ＰＥＧを用いたＳｐｉｅｋｅｒ-Ｐｏｌｅｔの従来のプロトコールに続いて細胞融合を行った。融合パートナーに対する脾細胞の比率は２:１とした。融合細胞は９６ウェルプレートに播き、４８時間後にＨＡＴを加え、ハイブリドーマを選別した。

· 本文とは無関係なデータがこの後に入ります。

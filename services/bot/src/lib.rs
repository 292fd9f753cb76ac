pub mod adapters;
pub mod config;
pub mod error;
pub mod flows;
pub mod messages;
pub mod prompts;
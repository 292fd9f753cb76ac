//! services/bot/src/flows/wardrobe.rs
//!
//! The wardrobe ingestion pipeline: upload the photo to object storage,
//! obtain a visual summary from the vision model, append the structured
//! entry to the user's wardrobe. Three side effects, no rollback — a
//! failed description step leaves an orphaned stored file, which is
//! accepted (object storage is not garbage-collected here).

use std::sync::Arc;

use base64::engine::general_purpose::STANDARD as BASE64;
use base64::Engine as _;
use stylist_core::domain::{ChatMessage, ChatRole, ContentPart, WardrobeItem};
use stylist_core::ports::{ImageStorage, LanguageModel, PortResult, UserStore};
use tracing::info;
use uuid::Uuid;

pub struct WardrobeIngestor {
    storage: Arc<dyn ImageStorage>,
    model: Arc<dyn LanguageModel>,
    users: Arc<dyn UserStore>,
    analysis_prompt: String,
}

impl WardrobeIngestor {
    pub fn new(
        storage: Arc<dyn ImageStorage>,
        model: Arc<dyn LanguageModel>,
        users: Arc<dyn UserStore>,
        analysis_prompt: String,
    ) -> Self {
        Self {
            storage,
            model,
            users,
            analysis_prompt,
        }
    }

    /// Ingests one uploaded photo for a user, returning the stored item.
    pub async fn ingest(
        &self,
        user_id: i64,
        image: Vec<u8>,
        extension: &str,
    ) -> PortResult<WardrobeItem> {
        let storage_key = format!("user_{user_id}/photo_{}.{extension}", Uuid::new_v4());
        let content_type = format!("image/{extension}");

        self.storage
            .put(&storage_key, image.clone(), &content_type)
            .await?;

        let data_url = format!("data:{content_type};base64,{}", BASE64.encode(&image));
        let message = ChatMessage {
            role: ChatRole::User,
            parts: vec![
                ContentPart::Text(self.analysis_prompt.clone()),
                ContentPart::ImageUrl(data_url),
            ],
        };
        let summary = self.model.complete(&[message], 0.3).await?;

        let item = WardrobeItem {
            storage_key,
            summary,
        };
        self.users.append_wardrobe_item(user_id, &item).await?;

        info!(
            "Ingested wardrobe photo for user {}: {}",
            user_id, item.storage_key
        );
        Ok(item)
    }
}

#[cfg(test)]
mod tests {
    use super::*;
    use crate::flows::test_support::{MemoryStorage, MemoryUserStore, ScriptedModel};
    use stylist_core::domain::Registration;

    async fn registered_store() -> Arc<MemoryUserStore> {
        let users = Arc::new(MemoryUserStore::default());
        users
            .put_user_if_absent(&Registration {
                user_id: 42,
                phone: "0971234567".into(),
                first_name: "Іван".into(),
                last_name: "".into(),
            })
            .await
            .unwrap();
        users
    }

    #[tokio::test]
    async fn success_stores_object_and_appends_one_entry() {
        let storage = Arc::new(MemoryStorage::default());
        let model = Arc::new(ScriptedModel::always("a white cotton shirt"));
        let users = registered_store().await;
        let ingestor =
            WardrobeIngestor::new(storage.clone(), model, users.clone(), "describe".into());

        let item = ingestor.ingest(42, vec![1, 2, 3], "jpg").await.unwrap();

        assert!(item.storage_key.starts_with("user_42/photo_"));
        assert!(item.storage_key.ends_with(".jpg"));
        assert_eq!(item.summary, "a white cotton shirt");

        let objects = storage.objects.lock().await;
        assert_eq!(objects.len(), 1);
        assert!(objects.contains_key(&item.storage_key));

        let wardrobe = users.wardrobe_of(42).await;
        assert_eq!(wardrobe.len(), 1);
        assert_eq!(wardrobe[0], item);
    }

    #[tokio::test]
    async fn description_failure_leaves_wardrobe_unchanged() {
        let storage = Arc::new(MemoryStorage::default());
        let model = Arc::new(ScriptedModel::failing());
        let users = registered_store().await;
        let ingestor =
            WardrobeIngestor::new(storage.clone(), model, users.clone(), "describe".into());

        let result = ingestor.ingest(42, vec![1, 2, 3], "jpg").await;

        assert!(result.is_err());
        assert!(users.wardrobe_of(42).await.is_empty());
        // The orphaned upload is accepted, not rolled back.
        assert_eq!(storage.objects.lock().await.len(), 1);
    }

    #[tokio::test]
    async fn vision_request_carries_the_image_as_data_url() {
        let storage = Arc::new(MemoryStorage::default());
        let model = Arc::new(ScriptedModel::always("summary"));
        let users = registered_store().await;
        let ingestor =
            WardrobeIngestor::new(storage, model.clone(), users, "describe this".into());

        ingestor.ingest(42, vec![0xFF, 0xD8], "jpg").await.unwrap();

        let requests = model.requests.lock().await;
        let parts = &requests[0][0].parts;
        assert!(matches!(&parts[0], ContentPart::Text(t) if t == "describe this"));
        assert!(
            matches!(&parts[1], ContentPart::ImageUrl(u) if u.starts_with("data:image/jpg;base64,"))
        );
    }
}
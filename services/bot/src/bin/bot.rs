//! services/bot/src/bin/bot.rs

use std::sync::Arc;

use async_openai::{config::OpenAIConfig, Client as OpenAiClient};
use aws_config::{BehaviorVersion, Region};
use bot_lib::{
    adapters::{DynamoUserStore, OpenAiModel, S3ImageStorage, TelegramTransport},
    config::Config,
    error::BotError,
    flows::{ChatResponder, Mediator, OutfitSelector, WardrobeIngestor},
    prompts,
};
use stylist_core::domain::Registration;
use teloxide::net::Download;
use teloxide::prelude::*;
use tracing::info;
use tracing_subscriber::{layer::SubscriberExt, util::SubscriberInitExt};

#[tokio::main]
async fn main() -> Result<(), BotError> {
    // --- 1. Load Configuration & Set Up Logging ---
    let config = Config::from_env()?;
    tracing_subscriber::registry()
        .with(tracing_subscriber::EnvFilter::new(config.log_level.to_string()))
        .with(tracing_subscriber::fmt::layer())
        .init();
    info!("Configuration loaded. Starting bot...");

    // --- 2. Connect AWS Clients ---
    info!("Connecting to DynamoDB and S3...");
    let aws_config = aws_config::defaults(BehaviorVersion::latest())
        .region(Region::new(config.aws_region.clone()))
        .load()
        .await;
    let user_store = Arc::new(DynamoUserStore::new(
        aws_sdk_dynamodb::Client::new(&aws_config),
        config.dynamo_table_name.clone(),
    ));
    let storage = Arc::new(S3ImageStorage::new(
        aws_sdk_s3::Client::new(&aws_config),
        config.s3_bucket.clone(),
    ));

    // --- 3. Initialize Model Adapters ---
    let openai_config = OpenAIConfig::new().with_api_key(&config.openai_api_key);
    let openai_client = OpenAiClient::with_config(openai_config);
    let chat_model = Arc::new(OpenAiModel::new(
        openai_client.clone(),
        config.chat_model.clone(),
    ));
    let vision_model = Arc::new(OpenAiModel::new(openai_client, config.vision_model.clone()));

    // --- 4. Build the Mediator ---
    let bot = Bot::new(config.telegram_bot_token.clone());
    let transport = Arc::new(TelegramTransport::new(bot.clone()));

    let base_prompt = config
        .base_prompt
        .clone()
        .unwrap_or_else(|| prompts::DEFAULT_BASE_PROMPT.to_string());
    let analysis_prompt = config
        .image_analysis_prompt
        .clone()
        .unwrap_or_else(|| prompts::DEFAULT_IMAGE_ANALYSIS_PROMPT.to_string());

    let responder = ChatResponder::new(chat_model.clone(), base_prompt);
    let selector = OutfitSelector::new(chat_model);
    let ingestor = WardrobeIngestor::new(
        storage.clone(),
        vision_model,
        user_store.clone(),
        analysis_prompt,
    );
    let mediator = Arc::new(Mediator::new(
        user_store,
        storage,
        transport,
        responder,
        selector,
        ingestor,
        config.presign_ttl_secs,
    ));

    // --- 5. Run the Dispatcher ---
    info!("Starting Telegram long polling...");
    let handler = Update::filter_message().endpoint(on_message);
    Dispatcher::builder(bot, handler)
        .dependencies(dptree::deps![mediator])
        .enable_ctrlc_handler()
        .build()
        .dispatch()
        .await;

    Ok(())
}

/// Maps one inbound Telegram message onto a mediator event. Photos are
/// downloaded here (largest size variant; Telegram photos are JPEG) so the
/// core only ever sees raw bytes.
async fn on_message(bot: Bot, msg: Message, mediator: Arc<Mediator>) -> Result<(), BotError> {
    let user_id = msg.chat.id.0;
    let (first_name, last_name) = msg
        .from()
        .map(|u| (u.first_name.clone(), u.last_name.clone().unwrap_or_default()))
        .unwrap_or_default();

    if let Some(contact) = msg.contact() {
        mediator
            .handle_contact(Registration {
                user_id,
                phone: contact.phone_number.clone(),
                first_name: contact.first_name.clone(),
                last_name: contact.last_name.clone().unwrap_or_default(),
            })
            .await;
    } else if let Some(photos) = msg.photo() {
        if let Some(photo) = photos.last() {
            let file = bot.get_file(photo.file.id.clone()).await?;
            let mut buffer: Vec<u8> = Vec::new();
            bot.download_file(&file.path, &mut buffer).await?;
            mediator.handle_photo(user_id, buffer).await;
        }
    } else if let Some(text) = msg.text() {
        match parse_command(text) {
            Some("/start") => mediator.handle_start(user_id).await,
            Some("/start_survey") => mediator.handle_start_survey(user_id).await,
            _ => {
                mediator
                    .handle_text(user_id, text.trim(), &first_name, &last_name)
                    .await
            }
        }
    }

    Ok(())
}

/// Extracts the leading bot command from a message, dropping the
/// `@BotName` suffix clients append in group chats.
fn parse_command(text: &str) -> Option<&str> {
    let first = text.trim().split_whitespace().next()?;
    if !first.starts_with('/') {
        return None;
    }
    Some(first.split('@').next().unwrap_or(first))
}
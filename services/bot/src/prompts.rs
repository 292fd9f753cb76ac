//! services/bot/src/prompts.rs
//!
//! Built-in prompt texts for the language model. Each can be overridden
//! through the environment (see `Config`).

/// The literal token the chat model emits when the user asks for an outfit
/// recommendation. Stripped from the user-visible reply.
pub const OUTFIT_MARKER: &str = "[OUTFIT_REQUEST]";

/// Fallback style description used when the marker arrives without a
/// `[style: ...]` metadata block.
pub const DEFAULT_OUTFIT_STYLE: &str = "universal everyday look";

pub const DEFAULT_BASE_PROMPT: &str = r#"You are a friendly personal fashion stylist chatting with a user in Ukrainian.
You know the user's style profile (size, preferred style, avoided colors, favorite brands, height, weight, gender) from an auxiliary message and you use it to personalize advice.

Rules:
- Answer in the language the user writes in (default to Ukrainian).
- Keep replies short and conversational, like a text message from a stylist friend.
- When the user asks you to put together an outfit, a look, or "what should I wear",
  append the literal token [OUTFIT_REQUEST] at the very end of your reply,
  optionally followed by a metadata block [style: <short style description>]
  naming the style they asked for. Example:
  "Зараз підберу образ! [OUTFIT_REQUEST] [style: smart casual for a date]"
- Never mention the token or the metadata block to the user.
- For any other question, just chat normally and never emit the token."#;

pub const DEFAULT_IMAGE_ANALYSIS_PROMPT: &str = "Describe this clothing item for a wardrobe catalog: category (e.g. shirt, trousers, shoes, outerwear, accessory), color, material if visible, and style in one or two sentences.";

/// Builds the outfit-selection instruction for a candidate list and a
/// requested style. The model must answer with nothing but the JSON object.
pub fn outfit_instruction(candidates: &str, style: &str) -> String {
    format!(
        "You are selecting an outfit from a user's wardrobe.\n\
         Each line below is one wardrobe item: its storage key, then its description.\n\n\
         WARDROBE:\n{candidates}\n\n\
         REQUESTED STYLE: {style}\n\n\
         Pick at most one item per clothing category (top, bottom, shoes, outerwear, accessory) \
         that together match the requested style. Never pick two items of the same category.\n\
         Respond with ONLY a JSON object of the exact shape {{\"outfit\": [\"<storage key>\", ...]}} \
         listing the keys of the chosen items. No prose, no code fences."
    )
}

直接ＥＬＩＳＡを行って、マイクロタイタープレートにコートされたＶＥＧＦ-Ｒ２融合タンパク質へのＶＥＧＦの結合を遮断する抗体を同定した。次いで、このアッセイにおいて同定した抗体は、リガンド−レセプターアッセイにおいてＶＥＧＦとそのレセプターとの相互作用の遮断について選別した。遮断抗体は、プレート上にコートされているＦｃ-ＶＥＧＦ又はＦｃ−ＶＥＧＦ-Ｒ２(細胞外ドメイン)への、溶液中のＦｃ−ＶＥＧＦ-Ｒ２(細胞外ドメイン)又はＶＥＧＦ−Ｆｃの結合の阻害によって同定した。
抗体の重鎖及び軽鎖をコードするｃＤＮＡをクローニングして、配列決定した。

（例示的な実施形態）
１．
ａ）図１に示される選択された抗体の重鎖ＣＤＲ領域と実質的に同一であるＣＤＲ領域を含む重鎖可変ドメインと、
ｂ）選択された抗体の軽鎖ＣＤＲ領域と実質的に同一であるＣＤＲ領域を含む軽鎖可変ドメイン
とを含んでなり、このとき選択される標的を結合する抗体。
２．前記抗体が一価抗体である、実施形態１に記載の抗体。
３．前記抗体が二価抗体である、実施形態１に記載の抗体。
４．前記抗体が単鎖抗体である、実施形態１に記載の抗体。
５．前記抗体がヒト化されている、実施形態１に記載の抗体。
６．前記抗体がモノクローナル抗体である、実施形態１に記載の抗体。
７．実施形態１に記載の抗体がその標的に結合して複合体を生成するために適切な条件下で、実施形態１に記載の抗体を該抗体の標的と接触させることを含む方法。
８．実施形態１に記載の抗体を被検体に投与することを含むリガンドのそのレセプターへの結合を遮断する方法であって、該抗体が該被検体においてレセプターか又はリガンドに結合し、該レセプターの該リガンドへの結合を遮断するものである方法。
９．実施形態１に記載の抗体と薬学的に許容可能な担体を含有してなる薬学的組成物。

選択されたＶＥＧＦ-遮断抗体のアミノ酸配列を示す。図１−１〜１−３は、重鎖のアミノ酸配列を示す。図１−４〜１−６は、対応する軽鎖のアミノ酸配列を示す。各抗体のＣＤＲのアミノ酸配列は囲みで示す。図１に示されるアミノ酸配列は、ＶＥＧＦに特異的に結合して、ＶＥＧＦ活性を中和する抗体のものである。上から下へ、配列番号：１〜３８（図１−１〜１−３）及び配列番号：３９〜７６（図１−４〜１−６）。

Claims

ａ）図１に示される選択された抗体の重鎖ＣＤＲ領域と実質的に同一であるＣＤＲ領域を含む重鎖可変ドメインと、
ｂ）選択された抗体の軽鎖ＣＤＲ領域と実質的に同一であるＣＤＲ領域を含む軽鎖可変ドメイン
とを含んでなり、このとき選択される標的を結合する抗体。